Integrating Reinforcement Learning and Large Language Models for Crop Production Process Management Optimization and Control through A New Knowledge-Based Deep Learning Paradigm
Dong Chen, Yanbo Huang
TL;DR
This work surveys the integration of reinforcement learning (RL) and large language models (LLMs) for crop production process management, emphasizing data-driven crop-management decision support systems (DSSs) that cope with climate, soil, and market uncertainties. It outlines RL fundamentals (value-based, policy-based, and actor-critic methods) and recent LLM advances, and discusses crop-management simulators (CropGym, CyclesGym, Gym-DSSAT, Farm-Gym) that enable RL experimentation. The paper also advocates offline RL to overcome real-world data and interaction constraints and highlights the multifaceted roles of LLMs as information processors, reward designers, world-model simulators, decision-makers, and policy interpreters. Key takeaways include the potential to improve yield, resource use, and environmental outcomes through integrated RL-LLM frameworks, while recognizing challenges in sample efficiency, reward design, generalization, and real-world deployment that offline RL and enhanced LLM integration can help address.
Abstract
Efficient and sustainable crop production process management is crucial to meet the growing global demand for food, fuel, and feed while minimizing environmental impacts. Traditional crop management practices, often developed through empirical experience, face significant challenges in adapting to the dynamic nature of modern agriculture, which is influenced by factors such as climate change, soil variability, and market conditions. Recently, reinforcement learning (RL) and large language models (LLMs) bring transformative potential, with RL providing adaptive methodologies to learn optimal strategies and LLMs offering vast, superhuman knowledge across agricultural domains, enabling informed, context-specific decision-making.
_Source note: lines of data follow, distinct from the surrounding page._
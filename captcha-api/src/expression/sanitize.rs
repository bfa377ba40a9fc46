/// Drop everything from the first `=` and keep only digits, `+ - * /` and
/// parentheses.
pub fn sanitize(text: &str) -> String {
    let head = text.split('=').next().unwrap_or_default();
    head.chars().filter(|c| is_allowed(*c)).collect()
}

fn is_allowed(c: char) -> bool {
    c.is_ascii_digit() || matches!(c, '+' | '-' | '*' | '/' | '(' | ')')
}

#[cfg(test)]
mod tests {
    use super::*;

    #[test]
    fn test_sanitize() {
        assert_eq!(sanitize("12+7=?"), "12+7");
        assert_eq!(sanitize("3 × 4 = "), "34");
        assert_eq!(sanitize("(1.5+2)*x"), "(15+2)*");
        assert_eq!(sanitize("a=b=c"), "");
        assert_eq!(sanitize("１２+3"), "+3");
        assert_eq!(sanitize(""), "");
    }
}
This paper systematically examines how the integration of RL and LLMs into crop management decision support systems (DSSs) can drive advancements in agricultural practice. We explore recent advancements in RL and LLM algorithms, their application within crop management, and the use of crop management simulators to develop these technologies. The convergence of RL and LLMs with crop management DSSs presents new opportunities to optimize agricultural practices through data-driven, adaptive solutions that can address the uncertainties and complexities of crop production. However, this integration also brings challenges, particularly in real-world deployment. We discuss these challenges and propose potential solutions, including the use of offline RL and enhanced LLM integration, to maximize the effectiveness and sustainability of crop management. Our findings emphasize the need for continued research and innovation to unlock the full potential of these advanced tools in transforming agricultural systems into optimal and controllable ones.